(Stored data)
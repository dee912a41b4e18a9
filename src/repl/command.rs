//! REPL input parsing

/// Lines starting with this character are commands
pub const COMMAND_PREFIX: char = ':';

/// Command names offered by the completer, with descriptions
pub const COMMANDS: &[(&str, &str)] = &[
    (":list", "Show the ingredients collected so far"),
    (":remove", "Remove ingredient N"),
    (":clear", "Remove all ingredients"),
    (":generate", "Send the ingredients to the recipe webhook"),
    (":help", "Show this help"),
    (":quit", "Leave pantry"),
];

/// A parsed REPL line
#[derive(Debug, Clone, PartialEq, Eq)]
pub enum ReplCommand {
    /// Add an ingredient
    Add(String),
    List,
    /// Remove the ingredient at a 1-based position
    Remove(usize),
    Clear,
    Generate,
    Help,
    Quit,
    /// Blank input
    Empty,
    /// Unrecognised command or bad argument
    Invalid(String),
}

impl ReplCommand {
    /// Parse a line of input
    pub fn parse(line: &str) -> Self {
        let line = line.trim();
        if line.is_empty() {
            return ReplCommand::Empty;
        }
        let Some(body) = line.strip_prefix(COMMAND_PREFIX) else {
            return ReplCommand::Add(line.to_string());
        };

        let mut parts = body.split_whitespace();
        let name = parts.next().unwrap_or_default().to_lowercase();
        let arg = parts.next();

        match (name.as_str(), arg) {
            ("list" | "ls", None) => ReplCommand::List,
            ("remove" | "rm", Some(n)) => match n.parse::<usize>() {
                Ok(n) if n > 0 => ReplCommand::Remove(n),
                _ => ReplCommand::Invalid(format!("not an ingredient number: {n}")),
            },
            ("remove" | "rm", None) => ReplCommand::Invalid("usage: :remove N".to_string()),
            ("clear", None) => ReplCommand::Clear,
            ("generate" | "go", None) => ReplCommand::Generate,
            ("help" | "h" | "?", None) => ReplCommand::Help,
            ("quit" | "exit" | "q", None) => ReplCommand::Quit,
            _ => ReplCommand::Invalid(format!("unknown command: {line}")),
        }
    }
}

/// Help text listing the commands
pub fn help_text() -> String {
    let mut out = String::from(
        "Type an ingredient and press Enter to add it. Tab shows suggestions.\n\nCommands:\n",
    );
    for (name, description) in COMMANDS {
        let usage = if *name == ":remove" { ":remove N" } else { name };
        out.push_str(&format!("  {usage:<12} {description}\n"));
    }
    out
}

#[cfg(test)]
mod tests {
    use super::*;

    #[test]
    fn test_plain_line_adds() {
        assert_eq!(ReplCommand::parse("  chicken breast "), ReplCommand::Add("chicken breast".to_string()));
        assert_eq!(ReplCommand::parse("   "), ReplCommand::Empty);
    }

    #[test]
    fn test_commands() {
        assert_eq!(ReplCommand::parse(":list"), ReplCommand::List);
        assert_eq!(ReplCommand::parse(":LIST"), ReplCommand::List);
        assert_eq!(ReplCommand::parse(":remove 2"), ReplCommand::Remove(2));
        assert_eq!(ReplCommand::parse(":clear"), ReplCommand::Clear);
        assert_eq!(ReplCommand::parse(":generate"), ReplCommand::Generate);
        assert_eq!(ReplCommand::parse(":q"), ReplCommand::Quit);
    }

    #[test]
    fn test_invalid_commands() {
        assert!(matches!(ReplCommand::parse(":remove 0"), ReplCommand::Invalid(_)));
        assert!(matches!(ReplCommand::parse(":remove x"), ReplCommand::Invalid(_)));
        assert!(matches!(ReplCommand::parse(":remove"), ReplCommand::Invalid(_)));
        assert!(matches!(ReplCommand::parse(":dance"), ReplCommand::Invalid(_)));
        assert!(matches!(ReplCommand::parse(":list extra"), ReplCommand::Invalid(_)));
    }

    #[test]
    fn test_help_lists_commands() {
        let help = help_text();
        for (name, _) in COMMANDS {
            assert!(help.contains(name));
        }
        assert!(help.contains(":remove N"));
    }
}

---

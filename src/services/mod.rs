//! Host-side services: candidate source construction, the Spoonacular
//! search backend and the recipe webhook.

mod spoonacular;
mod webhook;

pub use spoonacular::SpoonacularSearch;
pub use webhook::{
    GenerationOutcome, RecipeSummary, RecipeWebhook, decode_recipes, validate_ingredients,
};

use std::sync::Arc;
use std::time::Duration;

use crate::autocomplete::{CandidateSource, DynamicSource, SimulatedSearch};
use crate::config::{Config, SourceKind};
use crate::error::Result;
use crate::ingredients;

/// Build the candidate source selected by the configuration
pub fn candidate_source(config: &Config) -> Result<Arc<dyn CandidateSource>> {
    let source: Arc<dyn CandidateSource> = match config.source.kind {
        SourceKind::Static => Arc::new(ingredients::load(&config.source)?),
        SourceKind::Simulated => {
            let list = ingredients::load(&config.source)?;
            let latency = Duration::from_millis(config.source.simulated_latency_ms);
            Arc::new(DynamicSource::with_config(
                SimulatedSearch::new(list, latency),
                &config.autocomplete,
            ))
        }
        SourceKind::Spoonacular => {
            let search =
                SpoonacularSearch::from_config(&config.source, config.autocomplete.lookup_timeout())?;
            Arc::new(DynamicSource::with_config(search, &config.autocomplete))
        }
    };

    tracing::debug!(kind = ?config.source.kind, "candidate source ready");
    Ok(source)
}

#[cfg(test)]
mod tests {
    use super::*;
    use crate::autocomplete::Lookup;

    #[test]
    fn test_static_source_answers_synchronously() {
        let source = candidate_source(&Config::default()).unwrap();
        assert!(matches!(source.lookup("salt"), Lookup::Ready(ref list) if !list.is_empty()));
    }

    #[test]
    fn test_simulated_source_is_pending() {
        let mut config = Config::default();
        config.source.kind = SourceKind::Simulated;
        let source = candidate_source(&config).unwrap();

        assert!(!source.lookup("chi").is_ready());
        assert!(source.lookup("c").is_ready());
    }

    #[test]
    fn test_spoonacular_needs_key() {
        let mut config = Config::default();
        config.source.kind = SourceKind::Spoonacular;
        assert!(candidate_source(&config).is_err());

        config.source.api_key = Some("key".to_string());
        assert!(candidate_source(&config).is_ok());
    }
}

WHAT IS REQUIRED:
Take from the entries every line that has the string "contains".

SOLUTION FOR THIS TASK:
            assert!(help.contains(name));
        assert!(help.contains(":remove N"));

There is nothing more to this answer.